Christine Kaluza, ancienne membre de la brigade de sûreté urbaine de Sanary, a choisi la retraite pour se lancer dans l'écriture. Son premier roman, Le flic et le prédateur, est un polar psychologique qui puise dans son expérience de terrain et un drame familial.
Un déclic venu d'un héritage
Pour cette ex-policière, le passage à l'écriture s'est imposé après la disparition de son cousin, CRS, emporté par un cancer foudroyant. Il lui a légué une statuette singulière : un petit éléphant aux pattes de girafe. « Dès lors, les mots sont venus tout seuls », confie-t-elle.
Cet objet devient le fil rouge du roman. L'intrigue suit le commissaire divisionnaire Gil Bolnave, dont la vie réglée bascule lorsqu'il sent un regard invisible peser sur lui. Peu à peu, son quotidien se fissure, confronté à une journaliste énigmatique, un environnement hostile, les fantômes de son enfance et un cauchemar récurrent : celui du petit éléphant aux pattes de girafe.
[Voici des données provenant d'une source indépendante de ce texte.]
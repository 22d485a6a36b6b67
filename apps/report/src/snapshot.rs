//! # Snapshot Loading
//!
//! A snapshot is the in-memory data set the BOM store hands to the
//! resolver, written out as one JSON document:
//!
//! ```json
//! {
//!   "materials": [{ "id": "M1", "name": "Flour", "unitCostCents": 250 }],
//!   "boms": [{
//!     "id": "X", "name": "Bread", "outputQty": 2,
//!     "lines": [{ "component": { "componentType": "material", "materialId": "M1" }, "quantity": 3 }]
//!   }],
//!   "purchases": [],
//!   "costSheets": []
//! }
//! ```
//!
//! Validation findings are logged, never fatal: the resolver copes with
//! anything and flags what it could not resolve.

use std::path::Path;

use costbook_core::validation::{
    validate_bom_record, validate_cost_cents, validate_entity_id, validate_rate_bps,
};
use costbook_core::{
    BomRecord, CostSheet, Material, PricingStrategy, PurchaseRecord, ValidationError,
    MAX_MARKUP_BPS, MAX_TARGET_MARGIN_BPS,
};
use serde::{Deserialize, Serialize};
use tracing::{info, warn};

use crate::error::{ReportError, ReportResult};

/// Materials, BOMs and their supporting records.
#[derive(Debug, Clone, Default, Serialize, Deserialize)]
#[serde(rename_all = "camelCase")]
pub struct Snapshot {
    #[serde(default)]
    pub materials: Vec<Material>,

    #[serde(default)]
    pub boms: Vec<BomRecord>,

    #[serde(default)]
    pub purchases: Vec<PurchaseRecord>,

    #[serde(default)]
    pub cost_sheets: Vec<CostSheet>,
}

/// A validation finding tied to the record it came from.
#[derive(Debug)]
pub struct Finding {
    pub entity: &'static str,
    pub id: String,
    pub error: ValidationError,
}

impl Snapshot {
    /// Reads and parses a snapshot file.
    pub fn load(path: &Path) -> ReportResult<Self> {
        let contents =
            std::fs::read_to_string(path).map_err(|e| ReportError::snapshot(path, e))?;
        let snapshot = Self::from_json(&contents).map_err(|e| ReportError::snapshot(path, e))?;

        info!(
            path = %path.display(),
            materials = snapshot.materials.len(),
            boms = snapshot.boms.len(),
            purchases = snapshot.purchases.len(),
            cost_sheets = snapshot.cost_sheets.len(),
            "Snapshot loaded"
        );
        Ok(snapshot)
    }

    /// Parses a snapshot document.
    pub fn from_json(contents: &str) -> Result<Self, serde_json::Error> {
        serde_json::from_str(contents)
    }

    /// Runs the save-time checks over every record.
    pub fn validate(&self) -> Vec<Finding> {
        let mut findings = Vec::new();

        for material in &self.materials {
            let checks = [
                validate_entity_id(&material.id),
                validate_cost_cents(material.unit_cost_cents),
            ];
            for error in checks.into_iter().filter_map(Result::err) {
                findings.push(Finding {
                    entity: "material",
                    id: material.id.clone(),
                    error,
                });
            }
        }

        for bom in &self.boms {
            for error in validate_bom_record(bom) {
                findings.push(Finding {
                    entity: "bom",
                    id: bom.id.clone(),
                    error,
                });
            }
        }

        for sheet in &self.cost_sheets {
            let rate_check = match sheet.pricing {
                PricingStrategy::Markup(rate) => validate_rate_bps(rate.bps(), MAX_MARKUP_BPS),
                PricingStrategy::TargetMargin(rate) => {
                    validate_rate_bps(rate.bps(), MAX_TARGET_MARGIN_BPS)
                }
                PricingStrategy::FixedPrice(cents) => validate_cost_cents(cents),
                PricingStrategy::None => Ok(()),
            };
            if let Err(error) = rate_check {
                findings.push(Finding {
                    entity: "cost sheet",
                    id: sheet.id.clone(),
                    error,
                });
            }
        }

        findings
    }

    /// Validates and logs each finding as a warning. Returns how many there were.
    pub fn log_findings(&self) -> usize {
        let findings = self.validate();
        for finding in &findings {
            warn!(
                entity = finding.entity,
                id = %finding.id,
                "{}",
                finding.error
            );
        }
        findings.len()
    }
}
L'expérience professionnelle au service du récit
Christine Kaluza s'est inspirée de son vécu pour construire le « squelette » de son roman. « J'ai été confrontée, lorsque je faisais partie de la brigade de sûreté urbaine de Sanary, à des enquêtes liées à la violence sur enfants. On retrouve des schémas classiques proches du syndrome de Stockholm. Il y a eu aussi des cas de voisins malveillants ou de toxicos décédés dans des endroits lugubres. J'ai vécu ces moments-là et, forcément, la crédibilité du récit en est renforcée », explique-t-elle.
L'ouvrage est qualifié de « polar psychologique haletant, troublant et profondément humain où le passé revient frapper… jusqu'à la dernière page ».
Un premier roman déjà disponible
Le flic et le prédateur est publié aux éditions Les Presses du Midi au prix de 20 euros. Un livre qui promet de captiver les amateurs de thrillers psychologiques, porté par l'authenticité d'une ancienne policière de terrain.